• Marco Marchese

Cosa potrebbero ottenere gli Spurs da LaMarcus via trade?


Tratto da Air Alamo e tradotto in italiano da Marco Marchese per AtG.



Normalmente i San Antonio Spurs non tengono sul filo del rasoio i loro tifosi fino alla deadline, per affari last minute sul mercato. Gli Speroni raramente hanno apportato significative modifiche al roster a stagione in corso, cosa che rende questa trade session una possibile eccezione. Nelle scorse settimane, infatti, Gregg Popovich ha annunciato che i texani proveranno a scambiare LaMarcus Aldridge prima della trade deadline.


Aldridge è stato centrale nel progetto degli Spurs sin da quando è arrivato, nel 2015, ma il suo tempo a San Antonio pare sia arrivato al termine. E così, dall’annuncio della possibile trade ci sono stati un'infinità di rumors, tra cui spiccano quelli che coinvolgono Celtics e Heat, storicamente interessate al centro texano. Sono tante, comunque, le squadre accostate a LMA negli ultimi giorni.


Gli Spurs ovviamente non avranno molto da ricavare da questa trade, anzi. E dovranno necessariamente acquisire qualche veterano, se non altro per matchare l'affare da un punto di vista salariale.


I Boston Celtics sono tra gli storici “spasimanti” di Aldridge. Attualmente sono una delle sorprese in negativo di questa stagione, con il bilancio tra sconfitte e vittorie in costante equilibrio, e (attualmente) un deludente ottavo posto nella Eastern Conference.

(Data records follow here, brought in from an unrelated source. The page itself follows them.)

// SPDX-FileCopyrightText: 2026 Parley Contributors
// SPDX-License-Identifier: MIT OR Apache-2.0

//! USD exchange rate for the `/balance` price table.
//!
//! Quotes are cached on each user account and refreshed at most once per
//! display when older than a day. A failed refresh keeps the cached quote.

use std::sync::Arc;
use std::time::Duration;

use async_trait::async_trait;
use chrono::{DateTime, FixedOffset, Utc};
use parley_core::types::FxQuote;
use parley_core::{ParleyError, RateSource};
use serde::Deserialize;
use tracing::{debug, warn};

/// Daily rate feed of the Central Bank of Russia, in its JSON mirror format.
#[derive(Debug, Clone)]
pub struct CbrRateSource {
    client: reqwest::Client,
    url: String,
}

#[derive(Debug, Deserialize)]
struct DailyRates {
    #[serde(rename = "Date")]
    date: DateTime<FixedOffset>,
    #[serde(rename = "Valute")]
    valute: Valute,
}

#[derive(Debug, Deserialize)]
struct Valute {
    #[serde(rename = "USD")]
    usd: Currency,
}

#[derive(Debug, Deserialize)]
struct Currency {
    #[serde(rename = "Value")]
    value: f64,
}

fn rate_error(message: String) -> ParleyError {
    ParleyError::Internal(format!("rate source: {message}"))
}

impl CbrRateSource {
    pub fn new(url: impl Into<String>) -> Result<Self, ParleyError> {
        let client = reqwest::Client::builder()
            .timeout(Duration::from_secs(10))
            .build()
            .map_err(|e| rate_error(format!("failed to build HTTP client: {e}")))?;
        Ok(Self {
            client,
            url: url.into(),
        })
    }
}

#[async_trait]
impl RateSource for CbrRateSource {
    async fn current_rate(&self) -> Result<FxQuote, ParleyError> {
        let response = self
            .client
            .get(&self.url)
            .send()
            .await
            .map_err(|e| rate_error(format!("request failed: {e}")))?;

        let status = response.status();
        if !status.is_success() {
            return Err(rate_error(format!("feed returned {status}")));
        }

        let rates: DailyRates = response
            .json()
            .await
            .map_err(|e| rate_error(format!("malformed feed: {e}")))?;

        debug!(rate = rates.valute.usd.value, published = %rates.date, "fetched USD rate");
        // Stamped with the fetch time: the feed is not republished over weekends.
        Ok(FxQuote {
            rate: rates.valute.usd.value,
            as_of: Utc::now(),
        })
    }
}

/// Refreshes cached quotes that have gone stale.
#[derive(Clone)]
pub struct RateRefresher {
    source: Arc<dyn RateSource>,
    fallback_rate: f64,
}

impl RateRefresher {
    pub fn new(source: Arc<dyn RateSource>, fallback_rate: f64) -> Self {
        Self {
            source,
            fallback_rate,
        }
    }

    /// Quote given to new accounts. Already stale, so the first display refreshes it.
    pub fn fallback_quote(&self) -> FxQuote {
        FxQuote {
            rate: self.fallback_rate,
            as_of: DateTime::<Utc>::UNIX_EPOCH,
        }
    }

    /// A fresh quote if `cached` is stale and the source answers, else `None`.
    pub async fn refresh(&self, cached: FxQuote, now: DateTime<Utc>) -> Option<FxQuote> {
        if !cached.is_stale(now) {
            return None;
        }
        match self.source.current_rate().await {
            Ok(quote) => Some(quote),
            Err(e) => {
                warn!(error = %e, cached_rate = cached.rate, "rate refresh failed, keeping cached quote");
                None
            }
        }
    }
}

#[cfg(test)]
mod tests {
    use super::*;
    use tracing_test::traced_test;
    use wiremock::matchers::{method, path};
    use wiremock::{Mock, MockServer, ResponseTemplate};

    const FEED: &str = r#"{
        "Date": "2024-01-10T11:30:00+03:00",
        "PreviousDate": "2024-01-09T11:30:00+03:00",
        "Valute": {
            "USD": { "ID": "R01235", "CharCode": "USD", "Nominal": 1, "Value": 89.6688, "Previous": 90.3041 },
            "EUR": { "ID": "R01239", "CharCode": "EUR", "Nominal": 1, "Value": 98.2236, "Previous": 99.1919 }
        }
    }"#;

    async fn feed_server(status: u16, body: &str) -> MockServer {
        let server = MockServer::start().await;
        Mock::given(method("GET"))
            .and(path("/daily_json.js"))
            .respond_with(ResponseTemplate::new(status).set_body_string(body))
            .mount(&server)
            .await;
        server
    }

    #[tokio::test]
    async fn parses_usd_rate_and_stamps_fetch_time() {
        let server = feed_server(200, FEED).await;
        let source = CbrRateSource::new(format!("{}/daily_json.js", server.uri())).unwrap();

        let before = Utc::now();
        let quote = source.current_rate().await.unwrap();
        assert!((quote.rate - 89.6688).abs() < 1e-9);
        assert!(quote.as_of >= before);
        assert!(quote.as_of <= Utc::now());
    }

    #[tokio::test]
    async fn quote_from_an_old_feed_is_cached_for_a_day() {
        let server = MockServer::start().await;
        Mock::given(method("GET"))
            .respond_with(ResponseTemplate::new(200).set_body_string(FEED))
            .expect(1)
            .mount(&server)
            .await;
        let source = CbrRateSource::new(format!("{}/daily_json.js", server.uri())).unwrap();
        let refresher = RateRefresher::new(Arc::new(source), 75.0);

        // The feed is dated 2024; a second display right after must not refetch.
        let fresh = refresher
            .refresh(refresher.fallback_quote(), Utc::now())
            .await
            .unwrap();
        assert_eq!(refresher.refresh(fresh, Utc::now()).await, None);
    }

    #[tokio::test]
    async fn server_error_is_reported() {
        let server = feed_server(503, "unavailable").await;
        let source = CbrRateSource::new(format!("{}/daily_json.js", server.uri())).unwrap();
        assert!(source.current_rate().await.is_err());
    }

    #[tokio::test]
    async fn malformed_feed_is_reported() {
        let server = feed_server(200, r#"{"Date": "2024-01-10T11:30:00+03:00"}"#).await;
        let source = CbrRateSource::new(format!("{}/daily_json.js", server.uri())).unwrap();
        assert!(source.current_rate().await.is_err());
    }

    #[tokio::test]
    async fn fresh_quote_is_not_refetched() {
        let server = MockServer::start().await;
        Mock::given(method("GET"))
            .respond_with(ResponseTemplate::new(200).set_body_string(FEED))
            .expect(0)
            .mount(&server)
            .await;
        let source = CbrRateSource::new(format!("{}/daily_json.js", server.uri())).unwrap();
        let refresher = RateRefresher::new(Arc::new(source), 75.0);

        let now = Utc::now();
        let cached = FxQuote { rate: 90.0, as_of: now };
        assert_eq!(refresher.refresh(cached, now).await, None);
    }

    #[tokio::test]
    async fn stale_fallback_quote_is_refreshed() {
        let server = feed_server(200, FEED).await;
        let source = CbrRateSource::new(format!("{}/daily_json.js", server.uri())).unwrap();
        let refresher = RateRefresher::new(Arc::new(source), 75.0);

        let cached = refresher.fallback_quote();
        assert!((cached.rate - 75.0).abs() < f64::EPSILON);
        let fresh = refresher.refresh(cached, Utc::now()).await.unwrap();
        assert!((fresh.rate - 89.6688).abs() < 1e-9);
    }

    #[tokio::test]
    #[traced_test]
    async fn failed_refresh_keeps_cache_and_warns() {
        let server = feed_server(500, "boom").await;
        let source = CbrRateSource::new(format!("{}/daily_json.js", server.uri())).unwrap();
        let refresher = RateRefresher::new(Arc::new(source), 75.0);

        assert_eq!(refresher.refresh(refresher.fallback_quote(), Utc::now()).await, None);
        assert!(logs_contain("rate refresh failed"));
    }
}
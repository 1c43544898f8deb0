// SPDX-FileCopyrightText: 2026 Parley Contributors
// SPDX-License-Identifier: MIT OR Apache-2.0

//! Currency rate source trait.

use async_trait::async_trait;

use crate::error::ParleyError;
use crate::types::FxQuote;

/// Supplies the local-currency price of one USD, for display only.
#[async_trait]
pub trait RateSource: Send + Sync + 'static {
    /// Fetches the current rate together with its publication time.
    async fn current_rate(&self) -> Result<FxQuote, ParleyError>;
}
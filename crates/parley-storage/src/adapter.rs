// SPDX-FileCopyrightText: 2026 Parley Contributors
// SPDX-License-Identifier: MIT OR Apache-2.0

//! SQLite implementation of the StorageAdapter trait.

use async_trait::async_trait;
use tokio::sync::OnceCell;
use tracing::debug;

use parley_config::model::StorageConfig;
use parley_core::types::{
    Dialog, DialogId, Turn, UsageKind, UsageRecord, UserAccount, UserId, UserUpdate,
};
use parley_core::{AdapterType, HealthStatus, ParleyError, PluginAdapter, StorageAdapter};

use crate::database::Database;
use crate::queries;

/// SQLite-backed storage adapter.
///
/// The database is opened by [`StorageAdapter::initialize`]; every other
/// call fails with a storage error until then.
pub struct SqliteStorage {
    config: StorageConfig,
    db: OnceCell<Database>,
}

impl SqliteStorage {
    pub fn new(config: StorageConfig) -> Self {
        Self {
            config,
            db: OnceCell::new(),
        }
    }

    fn db(&self) -> Result<&Database, ParleyError> {
        self.db.get().ok_or_else(|| ParleyError::Storage {
            source: "storage not initialized -- call initialize() first".into(),
        })
    }
}

#[async_trait]
impl PluginAdapter for SqliteStorage {
    fn name(&self) -> &str {
        "sqlite"
    }

    fn version(&self) -> semver::Version {
        semver::Version::new(0, 1, 0)
    }

    fn adapter_type(&self) -> AdapterType {
        AdapterType::Storage
    }

    async fn health_check(&self) -> Result<HealthStatus, ParleyError> {
        let db = self.db()?;
        db.connection()
            .call(|conn| -> Result<(), rusqlite::Error> {
                conn.execute_batch("SELECT 1;")?;
                Ok(())
            })
            .await
            .map_err(crate::database::map_tr_err)?;
        Ok(HealthStatus::Healthy)
    }

    async fn shutdown(&self) -> Result<(), ParleyError> {
        if let Some(db) = self.db.get() {
            db.checkpoint().await?;
            debug!("shutdown: WAL checkpoint complete");
        }
        Ok(())
    }
}

#[async_trait]
impl StorageAdapter for SqliteStorage {
    async fn initialize(&self) -> Result<(), ParleyError> {
        let db = Database::open_with(&self.config.database_path, self.config.wal_mode).await?;
        self.db.set(db).map_err(|_| ParleyError::Storage {
            source: "storage already initialized".into(),
        })?;
        debug!(path = %self.config.database_path, "SQLite storage initialized");
        Ok(())
    }

    async fn close(&self) -> Result<(), ParleyError> {
        self.db()?.checkpoint().await?;
        debug!("WAL checkpoint complete");
        Ok(())
    }

    // --- Users ---

    async fn get_user(&self, id: UserId) -> Result<Option<UserAccount>, ParleyError> {
        queries::users::get_user(self.db()?, id).await
    }

    async fn insert_user(&self, account: &UserAccount) -> Result<bool, ParleyError> {
        queries::users::insert_user(self.db()?, account).await
    }

    async fn update_user(&self, id: UserId, update: UserUpdate) -> Result<(), ParleyError> {
        queries::users::update_user(self.db()?, id, update).await
    }

    async fn delete_user(&self, id: UserId) -> Result<bool, ParleyError> {
        queries::users::delete_user(self.db()?, id).await
    }

    async fn list_users(&self) -> Result<Vec<UserAccount>, ParleyError> {
        queries::users::list_users(self.db()?).await
    }

    // --- Ledger primitives ---

    async fn credit_balance(&self, id: UserId, amount: i64) -> Result<i64, ParleyError> {
        queries::users::credit_balance(self.db()?, id, amount).await
    }

    async fn debit_balance(&self, id: UserId, amount: i64) -> Result<i64, ParleyError> {
        queries::users::debit_balance(self.db()?, id, amount).await
    }

    async fn add_total_used(&self, id: UserId, amount: i64) -> Result<(), ParleyError> {
        queries::users::add_total_used(self.db()?, id, amount).await
    }

    async fn set_balance(&self, id: UserId, balance: i64) -> Result<(), ParleyError> {
        queries::users::set_balance(self.db()?, id, balance).await
    }

    async fn raise_balances_to(&self, floor: i64) -> Result<Vec<UserId>, ParleyError> {
        queries::users::raise_balances_to(self.db()?, floor).await
    }

    // --- Usage log ---

    async fn log_usage(&self, record: &UsageRecord) -> Result<(), ParleyError> {
        queries::usage::log_usage(self.db()?, record).await
    }

    async fn usage_summary(&self, id: UserId) -> Result<Vec<(UsageKind, i64)>, ParleyError> {
        queries::usage::usage_summary(self.db()?, id).await
    }

    // --- Dialogs ---

    async fn insert_dialog(&self, dialog: &Dialog) -> Result<(), ParleyError> {
        queries::dialogs::insert_dialog(self.db()?, dialog).await
    }

    async fn get_dialog(&self, id: &DialogId) -> Result<Option<Dialog>, ParleyError> {
        queries::dialogs::get_dialog(self.db()?, id).await
    }

    async fn replace_turns(&self, id: &DialogId, turns: &[Turn]) -> Result<(), ParleyError> {
        queries::dialogs::replace_turns(self.db()?, id, turns).await
    }
}
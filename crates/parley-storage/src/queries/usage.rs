// SPDX-FileCopyrightText: 2026 Parley Contributors
// SPDX-License-Identifier: MIT OR Apache-2.0

//! Append-only usage log.

use parley_core::ParleyError;
use parley_core::types::{UsageKind, UsageRecord, UserId};
use rusqlite::params;

use super::conversion_error;
use crate::database::Database;

/// Append one usage record.
pub async fn log_usage(db: &Database, record: &UsageRecord) -> Result<(), ParleyError> {
    let record = record.clone();
    db.connection()
        .call(move |conn| {
            conn.execute(
                "INSERT INTO usage_log (id, user_id, kind, tokens, created_at)
                 VALUES (?1, ?2, ?3, ?4, ?5)",
                params![
                    record.id,
                    record.user_id.0,
                    record.kind.to_string(),
                    record.tokens,
                    record.created_at,
                ],
            )?;
            Ok(())
        })
        .await
        .map_err(crate::database::map_tr_err)
}

/// Total tokens per kind for one user, ordered by kind name.
pub async fn usage_summary(db: &Database, id: UserId) -> Result<Vec<(UsageKind, i64)>, ParleyError> {
    db.connection()
        .call(move |conn| {
            let mut stmt = conn.prepare(
                "SELECT kind, SUM(tokens) FROM usage_log
                 WHERE user_id = ?1 GROUP BY kind ORDER BY kind",
            )?;
            let rows = stmt.query_map(params![id.0], |row| {
                let kind: String = row.get(0)?;
                let kind = kind
                    .parse::<UsageKind>()
                    .map_err(|e| conversion_error(0, e))?;
                Ok((kind, row.get::<_, i64>(1)?))
            })?;
            let mut summary = Vec::new();
            for row in rows {
                summary.push(row?);
            }
            Ok(summary)
        })
        .await
        .map_err(crate::database::map_tr_err)
}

Aldridge non è più quello del suo prime, ma è ancora in grado di portare qualcosa in dote alla squadra. Prima di tutto, però, i Celtics dovrebbero liberare un posto nel proprio (affollato) reparto lunghi. Nei prossimi giorni non saranno costretti a cedere Tristan Thompson, ma potrebbero provarci, se avessero in mente di scambiarlo comunque in offseason. Secondo alcune voci (in primis Jay King e Chris Haynes), TT potrebbe essere in uscita già nell’attuale trade session.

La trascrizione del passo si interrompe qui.